Matt: It’s a side post battery and it should have, the positive is obviously red, the negative is black. So I think what you’re talking about when it’s turning gray? You might have some acid leaking out of the battery and then going down and burning those connections? I don’t know that it would make them turn gray, but that’s all I can think of. And, and ,I know that AC Delco, that’s the battery we sell. I think that’s the best battery. They used to have a problem where they would leak acid out the side terminal, out the positive cable and corrode but that’s been fixed, years and years ago. But that’s a problem is- and that’s one of the things with a, a visual inspection of the battery that leaks and I’m not saying a punctured hole or broken, but even the vented type that leak, those can cause lots of other problems.
Dave: Well, before the break I mentioned the battery light. It’s a red light, it looks like a battery, it’s a square box with two little posts on top of it. And, can I, does that mean, if that red light comes on, does that mean I have a bad battery? And no, it doesn’t necessarily mean that I have a bad battery, but usually that’s more of what I would call a charge light.

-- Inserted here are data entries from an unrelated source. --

use crate::*;
use clap::{Parser, Subcommand};

#[derive(Parser, Debug)]
#[command(author, version, about, long_about = None)]
pub struct Args {
    #[arg(required = true)]
    pub paths: Vec<String>,

    /// Include engine internals in listings and retained sizes
    #[arg(long, default_value_t = false)]
    pub show_hidden_data: bool,

    #[command(subcommand)]
    pub command: Option<Commands>,
}

impl Args {
    pub fn options(&self) -> AnalysisOptions {
        AnalysisOptions {
            show_hidden_data: self.show_hidden_data,
        }
    }
}

#[derive(Parser, Debug, Clone, Copy)]
pub struct RootsArgs {
    #[arg(short, long, default_value_t = false)]
    pub user_roots_only: bool,
}

#[derive(Parser, Debug, Clone, Copy)]
pub struct NodeArgs {
    #[arg(short, long)]
    pub id: u32,
    /// Also list containment edges and retainers
    #[arg(short, long, default_value_t = false)]
    pub edges: bool,
}

#[derive(Parser, Debug, Clone)]
pub struct AggregatesArgs {
    #[arg(long)]
    pub min_node_id: Option<u32>,
    #[arg(long)]
    pub max_node_id: Option<u32>,
    /// Write a Parquet table instead of printing JSON
    #[arg(short, long)]
    pub output_path: Option<String>,
}

impl AggregatesArgs {
    pub fn filter(&self) -> NodeFilter {
        NodeFilter {
            min_node_id: self.min_node_id,
            max_node_id: self.max_node_id,
        }
    }
}

#[derive(Subcommand, Debug)]
pub enum Commands {
    /// Size breakdown by category (the default)
    Stats,
    Roots(RootsArgs),
    Node(NodeArgs),
    Aggregates(AggregatesArgs),
}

Matt: Yeah, it’s just a generic light. It’s just to tell you an indicator. Everybody can look at that picture and know that that means “Battery,” which then is “Electrical system.” We could put a picture of an alternator on the dash, but most people wouldn’t- (Both laugh)
Dave: They wouldn’t relate to an alternator.
Matt: Yeah, they don’t know what that necessarily looks like. So now when you see that light on your dash that has “Battery,” chances are it’s not the battery, it’s probably an electrical issue with the- with an alternator charging issue, regulator, or a diode in the alternator that’s bad. Now you may have a battery on its way out now as a result of that, but, uh, yeah, it doesn’t necessarily mean you have a, have a bad battery just because the light is on.
Dave: Well thanks for the text, we’re gonna go with Lenmore in Phoenix on a 1997 Civic. Go ahead, you’re on Bumper to Bumper Radio.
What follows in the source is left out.